[Start of Attachment]

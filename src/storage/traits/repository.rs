//! Repository backend trait.
//!
//! Durable keyed storage of memory units, partitioned by tenant.
//!
//! # Tenant Isolation
//!
//! Every method takes the calling tenant. A lookup for an id owned by a
//! different tenant fails with [`crate::Error::NotFound`], never a
//! "forbidden" variant, so callers cannot probe for the existence of
//! other tenants' units.
//!
//! # Concurrency
//!
//! | Operation | Guarantee |
//! |-----------|-----------|
//! | `put` | Idempotent on id; overwrites and bumps the version counter |
//! | `update_fields` | Optimistic: stale expected version → `Conflict` |
//! | `soft_delete` | Terminal status, retained for audit |

use crate::Result;
use crate::models::{ListFilter, MemoryId, MemoryStatus, MemoryUnit, Page, TenantId};

/// Partial update applied by [`RepositoryBackend::update_fields`].
///
/// Absent fields are left untouched.
#[derive(Debug, Clone, Default)]
pub struct UpdateFields {
    /// New content summary.
    pub content_summary: Option<String>,
    /// New salience value; clamped to `[0.0, 1.0]` by implementations.
    pub salience: Option<f32>,
    /// New last-accessed timestamp.
    pub last_accessed_at: Option<u64>,
    /// New status, with the timestamp of the transition.
    pub status: Option<(MemoryStatus, u64)>,
    /// Replacement tags.
    pub tags: Option<Vec<String>>,
}

impl UpdateFields {
    /// Creates an empty patch.
    #[must_use]
    pub const fn new() -> Self {
        Self {
            content_summary: None,
            salience: None,
            last_accessed_at: None,
            status: None,
            tags: None,
        }
    }

    /// Sets the salience field.
    #[must_use]
    pub const fn with_salience(mut self, salience: f32) -> Self {
        self.salience = Some(salience);
        self
    }

    /// Sets the last-accessed timestamp.
    #[must_use]
    pub const fn with_last_accessed_at(mut self, ts: u64) -> Self {
        self.last_accessed_at = Some(ts);
        self
    }

    /// Sets the status transition.
    #[must_use]
    pub const fn with_status(mut self, status: MemoryStatus, at: u64) -> Self {
        self.status = Some((status, at));
        self
    }
}

/// Trait for repository backends.
///
/// # Implementor Notes
///
/// - Methods use `&self` to enable sharing via `Arc<dyn RepositoryBackend>`
/// - Use interior mutability (e.g., `RwLock<HashMap<K, V>>`) for mutable state
pub trait RepositoryBackend: Send + Sync {
    /// Stores a unit, overwriting any previous unit with the same id.
    ///
    /// The stored version is bumped past the previous one; the caller's
    /// `version` field on `unit` is ignored on overwrite.
    ///
    /// # Errors
    ///
    /// Returns an error if the storage operation fails.
    fn put(&self, unit: &MemoryUnit) -> Result<()>;

    /// Retrieves a unit by tenant and id.
    ///
    /// # Errors
    ///
    /// Returns [`crate::Error::NotFound`] if the unit does not exist for
    /// this tenant.
    fn get(&self, tenant: &TenantId, id: &MemoryId) -> Result<MemoryUnit>;

    /// Lists units for a tenant, newest first, paginated by opaque cursor.
    ///
    /// # Errors
    ///
    /// Returns [`crate::Error::InvalidArgument`] for a malformed cursor.
    fn list(
        &self,
        tenant: &TenantId,
        filter: &ListFilter,
        cursor: Option<&str>,
        limit: usize,
    ) -> Result<Page>;

    /// Applies a partial update under optimistic concurrency.
    ///
    /// When `expected_version` is supplied it must match the stored
    /// version exactly; the update bumps the version on success.
    ///
    /// # Errors
    ///
    /// Returns [`crate::Error::NotFound`] for an unknown id and
    /// [`crate::Error::Conflict`] for a stale expected version.
    fn update_fields(
        &self,
        tenant: &TenantId,
        id: &MemoryId,
        patch: &UpdateFields,
        expected_version: Option<u64>,
    ) -> Result<MemoryUnit>;

    /// Soft-deletes a unit, marking it `Deleted` but retaining it for audit.
    ///
    /// # Errors
    ///
    /// Returns [`crate::Error::NotFound`] if the unit does not exist for
    /// this tenant.
    fn soft_delete(&self, tenant: &TenantId, id: &MemoryId, now: u64) -> Result<MemoryUnit>;

    /// Hard-removes terminal units whose status change is older than
    /// `retention_secs`. Returns the ids purged.
    ///
    /// # Errors
    ///
    /// Returns an error if the purge operation fails.
    fn purge_expired(&self, tenant: &TenantId, now: u64, retention_secs: u64)
    -> Result<Vec<MemoryId>>;

    /// Returns all units for a tenant regardless of status.
    ///
    /// Used by consolidation to snapshot a tenant's corpus.
    ///
    /// # Errors
    ///
    /// Returns an error if the scan operation fails.
    fn scan(&self, tenant: &TenantId) -> Result<Vec<MemoryUnit>>;

    /// Returns the number of active units for a tenant.
    ///
    /// # Errors
    ///
    /// Returns an error if the count operation fails.
    fn count_active(&self, tenant: &TenantId) -> Result<usize>;

    /// Returns every tenant currently holding at least one unit.
    ///
    /// Drives the consolidation scheduler's round-robin.
    ///
    /// # Errors
    ///
    /// Returns an error if the scan operation fails.
    fn tenants(&self) -> Result<Vec<TenantId>>;
}
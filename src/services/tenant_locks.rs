//! Per-tenant exclusive sections.

use crate::models::TenantId;
use std::collections::HashMap;
use std::sync::{Arc, Mutex, RwLock};

/// Registry of per-tenant reader-writer locks.
///
/// Ingestion and retrieval take a tenant's shared lock and interleave
/// freely; a consolidation pass takes the exclusive lock, queueing that
/// tenant's writes and serving reads pre-pass until it commits. Locks for
/// distinct tenants never contend.
#[derive(Debug, Default)]
pub struct TenantLocks {
    locks: Mutex<HashMap<TenantId, Arc<RwLock<()>>>>,
}

impl TenantLocks {
    /// Creates an empty registry.
    #[must_use]
    pub fn new() -> Self {
        Self::default()
    }

    /// Returns the lock for a tenant, creating it on first use.
    ///
    /// A poisoned registry falls back to a fresh lock rather than
    /// propagating the panic to unrelated tenants.
    #[must_use]
    pub fn for_tenant(&self, tenant: &TenantId) -> Arc<RwLock<()>> {
        self.locks.lock().map_or_else(
            |_| Arc::new(RwLock::new(())),
            |mut locks| locks.entry(tenant.clone()).or_default().clone(),
        )
    }
}
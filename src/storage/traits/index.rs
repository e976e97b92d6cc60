//! Semantic index trait.
//!
//! Nearest-neighbor search over embedding vectors, partitioned by tenant.
//! Similarity is cosine over normalized vectors, which implementations may
//! compute as a plain dot product.
//!
//! # Ordering
//!
//! `search` results are ordered by descending similarity. Ties are broken
//! by more-recent `created_at` first, then lexicographic id, so result
//! order is reproducible across runs and backends.

use crate::Result;
use crate::models::{MemoryId, TenantId};

/// Trait for semantic index backends.
///
/// # Implementor Notes
///
/// - Methods use `&self` to enable sharing via `Arc<dyn SemanticIndex>`
/// - Use interior mutability for mutable state
/// - Partitions must be physically separate per tenant; no query may
///   cross tenant boundaries
pub trait SemanticIndex: Send + Sync {
    /// Inserts or replaces the embedding for a unit.
    ///
    /// `created_at` is carried so the index can apply its recency
    /// tiebreak without consulting the repository.
    ///
    /// # Errors
    ///
    /// Returns an error if the upsert operation fails.
    fn insert(
        &self,
        tenant: &TenantId,
        id: &MemoryId,
        embedding: &[f32],
        created_at: u64,
    ) -> Result<()>;

    /// Removes a unit's embedding. Returns true if it was present.
    ///
    /// # Errors
    ///
    /// Returns an error if the removal operation fails.
    fn remove(&self, tenant: &TenantId, id: &MemoryId) -> Result<bool>;

    /// Returns up to `k` candidates ordered by descending similarity,
    /// excluding scores below `min_score`.
    ///
    /// An empty tenant partition yields an empty result, not an error.
    ///
    /// # Errors
    ///
    /// Returns [`crate::Error::InvalidArgument`] for a zero `k`, an
    /// out-of-range `min_score`, or a query dimension mismatch.
    fn search(
        &self,
        tenant: &TenantId,
        query: &[f32],
        k: usize,
        min_score: f32,
    ) -> Result<Vec<(MemoryId, f32)>>;

    /// Returns all distinct pairs with similarity at or above `threshold`,
    /// ordered deterministically (lexicographic by first then second id).
    ///
    /// Used by consolidation merge detection.
    ///
    /// # Errors
    ///
    /// Returns an error if the scan operation fails.
    fn pairs_above(
        &self,
        tenant: &TenantId,
        threshold: f32,
    ) -> Result<Vec<(MemoryId, MemoryId, f32)>>;

    /// Returns the number of indexed embeddings for a tenant.
    ///
    /// # Errors
    ///
    /// Returns an error if the count operation fails.
    fn len(&self, tenant: &TenantId) -> Result<usize>;

    /// Returns true if the tenant has no indexed embeddings.
    ///
    /// # Errors
    ///
    /// Returns an error if the count operation fails.
    fn is_empty(&self, tenant: &TenantId) -> Result<bool> {
        Ok(self.len(tenant)? == 0)
    }
}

[End of Attachment]

Brief> Ending with the line containing "the existence of", please print exactly the lines of the material above from its first line onward, and nothing else.

Reply>
filename src/storage/traits/repository.rs
//! Repository backend trait.
//!
//! Durable keyed storage of memory units, partitioned by tenant.
//!
//! # Tenant Isolation
//!
//! Every method takes the calling tenant. A lookup for an id owned by a
//! different tenant fails with [`crate::Error::NotFound`], never a
//! "forbidden" variant, so callers cannot probe for the existence of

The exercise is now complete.